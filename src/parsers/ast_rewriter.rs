//! Structural import rewriting using OXC
//!
//! Parses a source file, finds every module specifier literal (import and
//! re-export sources, single-argument `require("...")` calls), and replaces
//! the selected literals with their extension-stripped form. Only the
//! literal nodes change; the text around them is carried over untouched.

use crate::error::{FixImportsError, Result};
use crate::models::rewrite::ConvertedFileSet;
use crate::utils::path_resolver::{strip_legacy_extension, PathResolver};
use oxc_allocator::Allocator;
use oxc_ast::ast::*;
use oxc_ast_visit::{walk, Visit};
use oxc_diagnostics::OxcDiagnostic;
use oxc_parser::{ParseOptions, Parser};
use oxc_span::SourceType;
use parking_lot::Mutex;
use std::path::Path;
use std::sync::Arc;

/// Thread-safe allocator pool for reuse across parses
pub struct AllocatorPool {
    allocators: Arc<Mutex<Vec<Allocator>>>,
}

impl AllocatorPool {
    /// Create a new allocator pool
    pub fn new(size: usize) -> Self {
        let mut allocators = Vec::with_capacity(size);
        for _ in 0..size {
            allocators.push(Allocator::default());
        }
        Self {
            allocators: Arc::new(Mutex::new(allocators)),
        }
    }

    /// Take an allocator from the pool
    pub fn take(&self) -> Option<Allocator> {
        self.allocators.lock().pop()
    }

    /// Reset an allocator and return it to the pool
    pub fn return_allocator(&self, mut allocator: Allocator) {
        allocator.reset();
        self.allocators.lock().push(allocator);
    }
}

/// A module specifier literal found in the source
#[derive(Debug, Clone, PartialEq, Eq)]
pub struct SpecifierLiteral {
    /// Byte offset of the opening quote
    pub start: u32,
    /// Byte offset just past the closing quote
    pub end: u32,
    /// Decoded literal value
    pub value: String,
}

/// Collects specifier literals from import, re-export and require nodes
#[derive(Default)]
struct SpecifierCollector {
    literals: Vec<SpecifierLiteral>,
}

impl SpecifierCollector {
    fn push(&mut self, literal: &StringLiteral<'_>) {
        self.literals.push(SpecifierLiteral {
            start: literal.span.start,
            end: literal.span.end,
            value: literal.value.as_str().to_string(),
        });
    }
}

impl<'a> Visit<'a> for SpecifierCollector {
    fn visit_import_declaration(&mut self, it: &ImportDeclaration<'a>) {
        self.push(&it.source);
        walk::walk_import_declaration(self, it);
    }

    fn visit_export_named_declaration(&mut self, it: &ExportNamedDeclaration<'a>) {
        if let Some(source) = &it.source {
            self.push(source);
        }
        walk::walk_export_named_declaration(self, it);
    }

    fn visit_export_all_declaration(&mut self, it: &ExportAllDeclaration<'a>) {
        self.push(&it.source);
        walk::walk_export_all_declaration(self, it);
    }

    fn visit_call_expression(&mut self, it: &CallExpression<'a>) {
        if let Expression::Identifier(ident) = &it.callee {
            if ident.name.as_str() == "require" && it.arguments.len() == 1 {
                if let Some(Argument::StringLiteral(lit)) = it.arguments.first() {
                    self.push(lit);
                }
            }
        }
        walk::walk_call_expression(self, it);
    }
}

/// Structural rewriter for parseable consumer files
pub struct ASTImportRewriter {
    parse_options: ParseOptions,
    allocator_pool: AllocatorPool,
}

impl ASTImportRewriter {
    /// Create a new rewriter
    pub fn new() -> Self {
        Self {
            parse_options: ParseOptions {
                allow_return_outside_function: true,
                ..ParseOptions::default()
            },
            allocator_pool: AllocatorPool::new(num_cpus::get()),
        }
    }

    /// Rewrite every specifier in `source` that resolves into `converted`
    pub fn rewrite(
        &self,
        source: &str,
        importing_file: &Path,
        converted: &ConvertedFileSet,
        resolver: &PathResolver,
    ) -> Result<String> {
        self.rewrite_with(source, importing_file, |specifier| {
            let resolved = resolver.resolve(specifier, importing_file);
            let hit = resolved.is_converted(converted);
            if hit {
                tracing::debug!(
                    file = %importing_file.display(),
                    specifier,
                    "specifier references a converted file"
                );
            }
            hit
        })
    }

    /// Rewrite the specifiers accepted by `select`
    pub fn rewrite_with<F>(&self, source: &str, path: &Path, mut select: F) -> Result<String>
    where
        F: FnMut(&str) -> bool,
    {
        let literals = self.collect_specifiers(source, path)?;

        let mut output = String::with_capacity(source.len());
        let mut cursor = 0usize;
        for literal in literals {
            let (start, end) = (literal.start as usize, literal.end as usize);
            if start < cursor || !select(&literal.value) {
                continue;
            }
            let Some(replacement) = stripped_literal(source, &literal) else {
                continue;
            };
            output.push_str(&source[cursor..start]);
            output.push_str(&replacement);
            cursor = end;
        }
        output.push_str(&source[cursor..]);
        Ok(output)
    }

    /// Parse `source` and return its specifier literals in source order
    ///
    /// Sources carrying type annotations (Flow) fail the plain parse; they are
    /// retried as TypeScript before being reported.
    pub fn collect_specifiers(&self, source: &str, path: &Path) -> Result<Vec<SpecifierLiteral>> {
        let source_type =
            SourceType::from_path(path).unwrap_or_else(|_| SourceType::mjs().with_jsx(true));

        let collected = self.parse_specifiers(source, source_type).or_else(|message| {
            if source_type.is_typescript() {
                return Err(message);
            }
            let fallback = if source_type.is_jsx() { SourceType::tsx() } else { SourceType::ts() };
            tracing::debug!(file = %path.display(), "retrying parse with type annotations");
            self.parse_specifiers(source, fallback).map_err(|_| message)
        });

        let mut literals = collected.map_err(|message| FixImportsError::parse_error(path, message))?;
        literals.sort_by_key(|literal| literal.start);
        Ok(literals)
    }

    fn parse_specifiers(
        &self,
        source: &str,
        source_type: SourceType,
    ) -> std::result::Result<Vec<SpecifierLiteral>, String> {
        let allocator = self.allocator_pool.take().unwrap_or_default();

        let collected = {
            let ret = Parser::new(&allocator, source, source_type)
                .with_options(self.parse_options)
                .parse();

            if ret.panicked || !ret.errors.is_empty() {
                Err(describe_errors(&ret.errors))
            } else {
                let mut collector = SpecifierCollector::default();
                collector.visit_program(&ret.program);
                Ok(collector.literals)
            }
        };

        self.allocator_pool.return_allocator(allocator);
        collected
    }
}

impl Default for ASTImportRewriter {
    fn default() -> Self {
        Self::new()
    }
}

/// Replacement text for `literal`, if stripping changes it
///
/// Stripping works on the decoded value. When the source spells the value
/// with escapes, the replacement is re-escaped in the same quote style.
fn stripped_literal(source: &str, literal: &SpecifierLiteral) -> Option<String> {
    let raw = source.get(literal.start as usize..literal.end as usize)?;
    let quote = raw.chars().next().filter(|c| *c == '"' || *c == '\'')?;
    let stripped = strip_legacy_extension(&literal.value);
    if stripped == literal.value {
        return None;
    }

    let inner = raw.get(1..raw.len().checked_sub(1)?)?;
    if inner == literal.value {
        return Some(format!("{quote}{stripped}{quote}"));
    }

    let mut escaped = String::with_capacity(stripped.len());
    for c in stripped.chars() {
        match c {
            '\\' => escaped.push_str("\\\\"),
            '\n' => escaped.push_str("\\n"),
            '\r' => escaped.push_str("\\r"),
            c if c == quote => {
                escaped.push('\\');
                escaped.push(c);
            }
            c => escaped.push(c),
        }
    }
    Some(format!("{quote}{escaped}{quote}"))
}

fn describe_errors(errors: &[OxcDiagnostic]) -> String {
    match errors.first() {
        Some(first) if errors.len() > 1 => format!("{} (and {} more)", first, errors.len() - 1),
        Some(first) => first.to_string(),
        None => "parser aborted".to_string(),
    }
}
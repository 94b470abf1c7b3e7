//! Named structural transform passes
//!
//! Two passes are built in and run in process. Any other pass name is taken
//! to be an executable that receives the encoded payload and the candidate
//! files on its command line, and rewrites those files in place.

use crate::core::parallel::{parallel_process_with_progress, ProgressUpdate};
use crate::error::{FixImportsError, Result};
use crate::models::rewrite::{ConvertedFileSet, FileFailure};
use crate::parsers::ASTImportRewriter;
use crate::utils::fs::rewrite_in_place;
use crate::utils::path_resolver::{absolutize, PathResolver};
use base64::engine::general_purpose::STANDARD;
use base64::Engine;
use flate2::read::ZlibDecoder;
use flate2::write::ZlibEncoder;
use flate2::Compression;
use serde::{Deserialize, Serialize};
use std::fs;
use std::io::{BufRead, BufReader, Read, Write};
use std::path::{Path, PathBuf};
use std::process::{Command, Stdio};
use std::time::{Duration, Instant};

/// Built-in pass that strips legacy extensions from references to converted files
pub const FIX_IMPORTS_PASS: &str = "remove-coffee-from-all-modified-imports";

/// Built-in pass that strips legacy extensions from every specifier
pub const STRIP_ALL_PASS: &str = "remove-coffee-from-imports";

const POLL_INTERVAL: Duration = Duration::from_millis(25);

/// Context handed to structural transforms running out of process
#[derive(Debug, Clone, PartialEq, Eq, Serialize, Deserialize)]
#[serde(rename_all = "camelCase")]
pub struct TransformPayload {
    pub converted_files: Vec<PathBuf>,
    pub absolute_import_paths: Vec<PathBuf>,
}

impl TransformPayload {
    /// Every path in the payload is absolute, so an external pass may run anywhere
    pub fn new(converted: &ConvertedFileSet, absolute_import_paths: &[PathBuf]) -> Self {
        Self {
            converted_files: converted.iter().cloned().collect(),
            absolute_import_paths: absolute_import_paths.iter().map(|root| absolutize(root)).collect(),
        }
    }

    /// JSON, zlib-compressed, base64 text
    pub fn encode(&self) -> Result<String> {
        let json = serde_json::to_vec(self)?;
        let mut encoder = ZlibEncoder::new(Vec::new(), Compression::default());
        encoder.write_all(&json)?;
        let compressed = encoder.finish()?;
        Ok(STANDARD.encode(compressed))
    }

    pub fn decode(encoded: &str) -> Result<Self> {
        let compressed = STANDARD
            .decode(encoded.trim())
            .map_err(|e| FixImportsError::payload_error(format!("invalid base64: {}", e)))?;

        let mut json = Vec::new();
        ZlibDecoder::new(compressed.as_slice())
            .read_to_end(&mut json)
            .map_err(|e| FixImportsError::payload_error(format!("invalid compressed data: {}", e)))?;

        serde_json::from_slice(&json)
            .map_err(|e| FixImportsError::payload_error(format!("invalid payload JSON: {}", e)))
    }

    pub fn converted_set(&self) -> ConvertedFileSet {
        ConvertedFileSet::from_paths(&self.converted_files)
    }

    pub fn resolver(&self) -> PathResolver {
        PathResolver::new(&self.absolute_import_paths)
    }
}

/// Passes implemented in process
#[derive(Debug, Clone, Copy, PartialEq, Eq)]
pub enum BuiltinPass {
    /// Rewrite only specifiers that resolve into the converted set
    FixImports,
    /// Strip the legacy extension from every specifier
    StripAll,
}

impl BuiltinPass {
    /// Look up a built-in by name; a trailing `.js` is ignored
    pub fn from_name(name: &str) -> Option<Self> {
        match name.strip_suffix(".js").unwrap_or(name) {
            FIX_IMPORTS_PASS => Some(BuiltinPass::FixImports),
            STRIP_ALL_PASS => Some(BuiltinPass::StripAll),
            _ => None,
        }
    }

    pub fn name(self) -> &'static str {
        match self {
            BuiltinPass::FixImports => FIX_IMPORTS_PASS,
            BuiltinPass::StripAll => STRIP_ALL_PASS,
        }
    }
}

/// A configured pass, resolved from its name
#[derive(Debug, Clone, PartialEq, Eq)]
pub enum TransformPass {
    Builtin(BuiltinPass),
    External(PathBuf),
}

impl TransformPass {
    pub fn resolve(name: &str) -> Self {
        match BuiltinPass::from_name(name) {
            Some(pass) => TransformPass::Builtin(pass),
            None => TransformPass::External(PathBuf::from(name)),
        }
    }
}

/// What a pass did to a batch of files
#[derive(Debug, Default)]
pub struct PassOutcome {
    pub rewritten: Vec<PathBuf>,
    pub failures: Vec<FileFailure>,
}

/// Shared, read-only inputs of the structural passes
pub struct StructuralContext {
    pub converted: ConvertedFileSet,
    pub resolver: PathResolver,
    rewriter: ASTImportRewriter,
}

impl StructuralContext {
    pub fn new(converted: ConvertedFileSet, resolver: PathResolver) -> Self {
        Self {
            converted,
            resolver,
            rewriter: ASTImportRewriter::new(),
        }
    }

    pub fn from_payload(payload: &TransformPayload) -> Self {
        Self::new(payload.converted_set(), payload.resolver())
    }

    /// Compute the rewritten text of one file
    pub fn rewrite_source(&self, pass: BuiltinPass, source: &str, path: &Path) -> Result<String> {
        match pass {
            BuiltinPass::FixImports => {
                self.rewriter.rewrite(source, path, &self.converted, &self.resolver)
            }
            BuiltinPass::StripAll => self.rewriter.rewrite_with(source, path, |_| true),
        }
    }

    /// Read, rewrite and write back one file; returns whether it changed
    pub fn rewrite_file(&self, pass: BuiltinPass, path: &Path, dry_run: bool) -> Result<bool> {
        rewrite_in_place(path, dry_run, |source| self.rewrite_source(pass, source, path))
    }

    /// Apply a built-in pass to every file in parallel on the current pool
    pub fn apply<P>(&self, pass: BuiltinPass, files: &[PathBuf], dry_run: bool, progress: P) -> PassOutcome
    where
        P: Fn(ProgressUpdate) + Send + Sync,
    {
        let results = parallel_process_with_progress(
            files.to_vec(),
            |path| {
                let result = self.rewrite_file(pass, &path, dry_run);
                (path, result)
            },
            progress,
        );

        let mut outcome = PassOutcome::default();
        for (path, result) in results {
            match result {
                Ok(true) => {
                    tracing::debug!(pass = pass.name(), path = %path.display(), "rewrote file");
                    outcome.rewritten.push(path);
                }
                Ok(false) => {}
                Err(err) => {
                    tracing::warn!(pass = pass.name(), path = %path.display(), "{}", err);
                    outcome.failures.push(FileFailure::from_error(&path, &err));
                }
            }
        }
        outcome
    }
}

/// An external transform executable
pub struct ExternalTransform {
    program: PathBuf,
    timeout: Option<Duration>,
}

impl ExternalTransform {
    pub fn new(program: impl Into<PathBuf>, timeout: Option<Duration>) -> Self {
        Self {
            program: program.into(),
            timeout,
        }
    }

    fn pass_name(&self) -> String {
        self.program.display().to_string()
    }

    /// Run the executable over `files` and report which files it changed
    pub fn run(&self, encoded_payload: &str, files: &[PathBuf]) -> Result<Vec<PathBuf>> {
        let before: Vec<Option<Vec<u8>>> = files.iter().map(|f| fs::read(f).ok()).collect();

        let mut child = Command::new(&self.program)
            .arg(format!("--encoded-options={}", encoded_payload))
            .args(files)
            .stdin(Stdio::null())
            .stdout(std::io::stderr())
            .stderr(Stdio::piped())
            .spawn()
            .map_err(|e| FixImportsError::external_tool_error(self.pass_name(), format!("failed to start: {}", e)))?;

        // the tool's output is echoed to our stderr; stderr is also kept for the failure message
        let stderr_reader = child.stderr.take().map(|stderr| {
            std::thread::spawn(move || {
                let mut buf = String::new();
                for line in BufReader::new(stderr).lines().map_while(|line| line.ok()) {
                    eprintln!("{}", line);
                    buf.push_str(&line);
                    buf.push('\n');
                }
                buf
            })
        });

        let started = Instant::now();
        let status = loop {
            match child.try_wait()? {
                Some(status) => break status,
                None => {
                    if let Some(timeout) = self.timeout {
                        if started.elapsed() >= timeout {
                            let _ = child.kill();
                            let _ = child.wait();
                            return Err(FixImportsError::ExternalToolTimeout {
                                pass: self.pass_name(),
                                timeout,
                            });
                        }
                    }
                    std::thread::sleep(POLL_INTERVAL);
                }
            }
        };

        let stderr = stderr_reader
            .and_then(|handle| handle.join().ok())
            .unwrap_or_default();

        if !status.success() {
            let detail = stderr.lines().rev().find(|l| !l.trim().is_empty()).unwrap_or("");
            return Err(FixImportsError::external_tool_error(
                self.pass_name(),
                format!("exited with {}{}{}", status, if detail.is_empty() { "" } else { ": " }, detail),
            ));
        }

        let changed = files
            .iter()
            .zip(before)
            .filter(|(file, before)| fs::read(file).ok() != *before)
            .map(|(file, _)| file.clone())
            .collect();
        Ok(changed)
    }
}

==========

**WHAT YOU SHOULD DO**
Up to and including the line containing "pub fn new(size: usize)", please write out the listing exactly, starting from its first line.

**ANSWER SECTION**
filename src/parsers/ast_rewriter.rs
//! Structural import rewriting using OXC
//!
//! Parses a source file, finds every module specifier literal (import and
//! re-export sources, single-argument `require("...")` calls), and replaces
//! the selected literals with their extension-stripped form. Only the
//! literal nodes change; the text around them is carried over untouched.

use crate::error::{FixImportsError, Result};
use crate::models::rewrite::ConvertedFileSet;
use crate::utils::path_resolver::{strip_legacy_extension, PathResolver};
use oxc_allocator::Allocator;
use oxc_ast::ast::*;
use oxc_ast_visit::{walk, Visit};
use oxc_diagnostics::OxcDiagnostic;
use oxc_parser::{ParseOptions, Parser};
use oxc_span::SourceType;
use parking_lot::Mutex;
use std::path::Path;
use std::sync::Arc;

/// Thread-safe allocator pool for reuse across parses
pub struct AllocatorPool {
    allocators: Arc<Mutex<Vec<Allocator>>>,
}

impl AllocatorPool {
    /// Create a new allocator pool
    pub fn new(size: usize) -> Self {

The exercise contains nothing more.